__Brief__. Output all the data below verbatim.

__Input records__.
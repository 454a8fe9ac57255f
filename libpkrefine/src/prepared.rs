use std::collections::HashSet;
use std::io::ErrorKind;
use std::path::{Path, PathBuf};
use std::sync::Arc;
use std::sync::atomic::{AtomicU64, Ordering};

use arc_swap::ArcSwapOption;
use async_trait::async_trait;
use common::{FieldRequirement, Record, Size};
use log::{debug, warn};
use notify::{RecommendedWatcher, RecursiveMode, Watcher};
use tokio_util::sync::CancellationToken;

use crate::error::RefineError;
use crate::pipeline::{Refiner, Rule};
use crate::progress::ProgressCallback;

const UPDATE_GROUP: &str = "update";
const PREPARED_IDS_KEY: &str = "prepared_ids";

/// Cached id set. Every clear bumps the generation so a read that raced
/// with a clear is not published.
#[derive(Default)]
struct IdCache {
    ids: ArcSwapOption<HashSet<String>>,
    generation: AtomicU64,
}

impl IdCache {
    fn generation(&self) -> u64 {
        self.generation.load(Ordering::SeqCst)
    }

    fn load(&self) -> Option<Arc<HashSet<String>>> {
        self.ids.load_full()
    }

    fn clear(&self) {
        self.generation.fetch_add(1, Ordering::SeqCst);
        self.ids.store(None);
    }

    /// Stores `ids` read during generation `seen`, unless a clear happened
    /// since.
    fn publish(&self, seen: u64, ids: Arc<HashSet<String>>) {
        let ours = Some(ids);
        self.ids.store(ours.clone());
        if self.generation() != seen {
            debug!("prepared updates changed while reading, not caching");
            self.ids.compare_and_swap(&ours, None);
        }
    }
}

/// Package ids the offline updater has already downloaded.
///
/// The set is read on demand and cached until a file watcher reports a
/// change to the file. Without a watcher every lookup re-reads the file.
pub struct PreparedUpdates {
    path: PathBuf,
    cache: Arc<IdCache>,
    watcher: Option<RecommendedWatcher>,
}

impl PreparedUpdates {
    pub fn new(path: impl Into<PathBuf>) -> Self {
        let path = path.into();
        let cache = Arc::new(IdCache::default());
        let watcher = match setup_watcher(&path, cache.clone()) {
            Ok(watcher) => Some(watcher),
            Err(e) => {
                warn!("not watching {}: {e}", path.display());
                None
            }
        };
        Self {
            path,
            cache,
            watcher,
        }
    }

    pub fn path(&self) -> &Path {
        &self.path
    }

    pub async fn prepared_ids(&self) -> Result<Arc<HashSet<String>>, RefineError> {
        if self.watcher.is_some() {
            if let Some(ids) = self.cache.load() {
                return Ok(ids);
            }
        }
        let seen = self.cache.generation();
        let ids = Arc::new(read_prepared_ids(&self.path).await?);
        self.cache.publish(seen, ids.clone());
        Ok(ids)
    }

    pub fn invalidate(&self) {
        self.cache.clear();
    }
}

fn setup_watcher(path: &Path, cache: Arc<IdCache>) -> notify::Result<RecommendedWatcher> {
    let file_name = path.file_name().map(|n| n.to_os_string());
    let mut watcher =
        notify::recommended_watcher(move |res: notify::Result<notify::Event>| match res {
            Ok(event) => {
                let ours = event
                    .paths
                    .iter()
                    .any(|p| p.file_name().map(|n| n.to_os_string()) == file_name);
                if ours {
                    debug!("prepared updates changed: {:?}", event.kind);
                    cache.clear();
                }
            }
            Err(e) => {
                warn!("prepared update watch error: {e:?}");
                cache.clear();
            }
        })?;
    // the file itself may not exist yet
    let dir = path.parent().unwrap_or(path);
    watcher.watch(dir, RecursiveMode::NonRecursive)?;
    Ok(watcher)
}

async fn read_prepared_ids(path: &Path) -> Result<HashSet<String>, RefineError> {
    let content = match tokio::fs::read_to_string(path).await {
        Ok(content) => content,
        Err(e) if e.kind() == ErrorKind::NotFound => return Ok(HashSet::new()),
        Err(e) => {
            return Err(RefineError::Failed(format!(
                "failed to read {}: {e}",
                path.display()
            )));
        }
    };
    parse_prepared_ids(&content).ok_or_else(|| {
        RefineError::InvalidFormat(format!(
            "failed to get prepared IDs: no {PREPARED_IDS_KEY} in [{UPDATE_GROUP}] of {}",
            path.display()
        ))
    })
}

/// Reads `prepared_ids` from the `[update]` group of a keyfile.
fn parse_prepared_ids(content: &str) -> Option<HashSet<String>> {
    let mut in_group = false;
    for line in content.lines().map(str::trim) {
        if line.is_empty() || line.starts_with('#') {
            continue;
        }
        if let Some(group) = line.strip_prefix('[').and_then(|l| l.strip_suffix(']')) {
            in_group = group == UPDATE_GROUP;
            continue;
        }
        if !in_group {
            continue;
        }
        let Some((key, value)) = line.split_once('=') else {
            continue;
        };
        if key.trim() == PREPARED_IDS_KEY {
            return Some(
                value
                    .split(',')
                    .map(str::trim)
                    .filter(|id| !id.is_empty())
                    .map(str::to_string)
                    .collect(),
            );
        }
    }
    None
}

/// Zeroes the download size of records whose package is already prepared.
pub struct PreparedUpdateRefiner {
    prepared: PreparedUpdates,
    namespace: String,
}

impl PreparedUpdateRefiner {
    pub const NAME: &'static str = "systemd-updates";

    pub fn new(prepared: PreparedUpdates, namespace: impl Into<String>) -> Self {
        Self {
            prepared,
            namespace: namespace.into(),
        }
    }

    fn refine_one(&self, record: &mut Record, ids: &HashSet<String>) {
        if record.management_plugin.as_deref() != Some(self.namespace.as_str()) {
            return;
        }
        let prepared = record
            .default_source_id()
            .is_some_and(|id| ids.contains(id));
        if prepared {
            record.size_download = Size::Valid(0);
        }
    }
}

#[async_trait]
impl Refiner for PreparedUpdateRefiner {
    fn name(&self) -> &str {
        Self::NAME
    }

    fn rules(&self) -> Vec<Rule> {
        vec![Rule::RunAfter(crate::refine::PackageRefiner::NAME.to_string())]
    }

    async fn refine(
        &self,
        records: &mut [Record],
        req: FieldRequirement,
        _progress: Option<ProgressCallback>,
        _cancel: &CancellationToken,
    ) -> Result<(), RefineError> {
        if !req.contains(FieldRequirement::SIZE) {
            return Ok(());
        }
        let ids = self.prepared.prepared_ids().await?;
        if ids.is_empty() {
            return Ok(());
        }
        for record in records.iter_mut() {
            self.refine_one(record, &ids);
            for related in record.related.iter_mut() {
                self.refine_one(related, &ids);
            }
        }
        Ok(())
    }
}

__Solution for this problem__.
repository 454a8fe9ac57255f
filename libpkrefine/src/prepared.rs
use std::collections::HashSet;
use std::io::ErrorKind;
use std::path::{Path, PathBuf};
use std::sync::Arc;
use std::sync::atomic::{AtomicU64, Ordering};

use arc_swap::ArcSwapOption;
use async_trait::async_trait;
use common::{FieldRequirement, Record, Size};
use log::{debug, warn};
use notify::{RecommendedWatcher, RecursiveMode, Watcher};
use tokio_util::sync::CancellationToken;

use crate::error::RefineError;
use crate::pipeline::{Refiner, Rule};
use crate::progress::ProgressCallback;

const UPDATE_GROUP: &str = "update";
const PREPARED_IDS_KEY: &str = "prepared_ids";

/// Cached id set. Every clear bumps the generation so a read that raced
/// with a clear is not published.
#[derive(Default)]
struct IdCache {
    ids: ArcSwapOption<HashSet<String>>,
    generation: AtomicU64,
}

impl IdCache {
    fn generation(&self) -> u64 {
        self.generation.load(Ordering::SeqCst)
    }

    fn load(&self) -> Option<Arc<HashSet<String>>> {
        self.ids.load_full()
    }

    fn clear(&self) {
        self.generation.fetch_add(1, Ordering::SeqCst);
        self.ids.store(None);
    }

    /// Stores `ids` read during generation `seen`, unless a clear happened
    /// since.
    fn publish(&self, seen: u64, ids: Arc<HashSet<String>>) {
        let ours = Some(ids);
        self.ids.store(ours.clone());
        if self.generation() != seen {
            debug!("prepared updates changed while reading, not caching");
            self.ids.compare_and_swap(&ours, None);
        }
    }
}

/// Package ids the offline updater has already downloaded.
///
/// The set is read on demand and cached until a file watcher reports a
/// change to the file. Without a watcher every lookup re-reads the file.
pub struct PreparedUpdates {
    path: PathBuf,
    cache: Arc<IdCache>,
    watcher: Option<RecommendedWatcher>,
}

impl PreparedUpdates {
    pub fn new(path: impl Into<PathBuf>) -> Self {
        let path = path.into();
        let cache = Arc::new(IdCache::default());
        let watcher = match setup_watcher(&path, cache.clone()) {
            Ok(watcher) => Some(watcher),
            Err(e) => {
                warn!("not watching {}: {e}", path.display());
                None
            }
        };
        Self {
            path,
            cache,
            watcher,
        }
    }

    pub fn path(&self) -> &Path {
        &self.path
    }

    pub async fn prepared_ids(&self) -> Result<Arc<HashSet<String>>, RefineError> {
        if self.watcher.is_some() {
            if let Some(ids) = self.cache.load() {
                return Ok(ids);
            }
        }
        let seen = self.cache.generation();
        let ids = Arc::new(read_prepared_ids(&self.path).await?);
        self.cache.publish(seen, ids.clone());
        Ok(ids)
    }

    pub fn invalidate(&self) {
        self.cache.clear();
    }
}

fn setup_watcher(path: &Path, cache: Arc<IdCache>) -> notify::Result<RecommendedWatcher> {
    let file_name = path.file_name().map(|n| n.to_os_string());
    let mut watcher =
        notify::recommended_watcher(move |res: notify::Result<notify::Event>| match res {
            Ok(event) => {
                let ours = event
                    .paths
                    .iter()
                    .any(|p| p.file_name().map(|n| n.to_os_string()) == file_name);
                if ours {
                    debug!("prepared updates changed: {:?}", event.kind);
                    cache.clear();
                }
            }
            Err(e) => {
                warn!("prepared update watch error: {e:?}");
                cache.clear();
            }
        })?;
    // the file itself may not exist yet
    let dir = path.parent().unwrap_or(path);
    watcher.watch(dir, RecursiveMode::NonRecursive)?;
    Ok(watcher)
}

async fn read_prepared_ids(path: &Path) -> Result<HashSet<String>, RefineError> {
    let content = match tokio::fs::read_to_string(path).await {
        Ok(content) => content,
        Err(e) if e.kind() == ErrorKind::NotFound => return Ok(HashSet::new()),
        Err(e) => {
            return Err(RefineError::Failed(format!(
                "failed to read {}: {e}",
                path.display()
            )));
        }
    };
    parse_prepared_ids(&content).ok_or_else(|| {
        RefineError::InvalidFormat(format!(
            "failed to get prepared IDs: no {PREPARED_IDS_KEY} in [{UPDATE_GROUP}] of {}",
            path.display()
        ))
    })
}

/// Reads `prepared_ids` from the `[update]` group of a keyfile.
fn parse_prepared_ids(content: &str) -> Option<HashSet<String>> {
    let mut in_group = false;
    for line in content.lines().map(str::trim) {
        if line.is_empty() || line.starts_with('#') {
            continue;
        }
        if let Some(group) = line.strip_prefix('[').and_then(|l| l.strip_suffix(']')) {
            in_group = group == UPDATE_GROUP;
            continue;
        }
        if !in_group {
            continue;
        }
        let Some((key, value)) = line.split_once('=') else {
            continue;
        };
        if key.trim() == PREPARED_IDS_KEY {
            return Some(
                value
                    .split(',')
                    .map(str::trim)
                    .filter(|id| !id.is_empty())
                    .map(str::to_string)
                    .collect(),
            );
        }
    }
    None
}

/// Zeroes the download size of records whose package is already prepared.
pub struct PreparedUpdateRefiner {
    prepared: PreparedUpdates,
    namespace: String,
}

impl PreparedUpdateRefiner {
    pub const NAME: &'static str = "systemd-updates";

    pub fn new(prepared: PreparedUpdates, namespace: impl Into<String>) -> Self {
        Self {
            prepared,
            namespace: namespace.into(),
        }
    }

    fn refine_one(&self, record: &mut Record, ids: &HashSet<String>) {
        if record.management_plugin.as_deref() != Some(self.namespace.as_str()) {
            return;
        }
        let prepared = record
            .default_source_id()
            .is_some_and(|id| ids.contains(id));
        if prepared {
            record.size_download = Size::Valid(0);
        }
    }
}

#[async_trait]
impl Refiner for PreparedUpdateRefiner {
    fn name(&self) -> &str {
        Self::NAME
    }

    fn rules(&self) -> Vec<Rule> {
        vec![Rule::RunAfter(crate::refine::PackageRefiner::NAME.to_string())]
    }

    async fn refine(
        &self,
        records: &mut [Record],
        req: FieldRequirement,
        _progress: Option<ProgressCallback>,
        _cancel: &CancellationToken,
    ) -> Result<(), RefineError> {
        if !req.contains(FieldRequirement::SIZE) {
            return Ok(());
        }
        let ids = self.prepared.prepared_ids().await?;
        if ids.is_empty() {
            return Ok(());
        }
        for record in records.iter_mut() {
            self.refine_one(record, &ids);
            for related in record.related.iter_mut() {
                self.refine_one(related, &ids);
            }
        }
        Ok(())
    }
}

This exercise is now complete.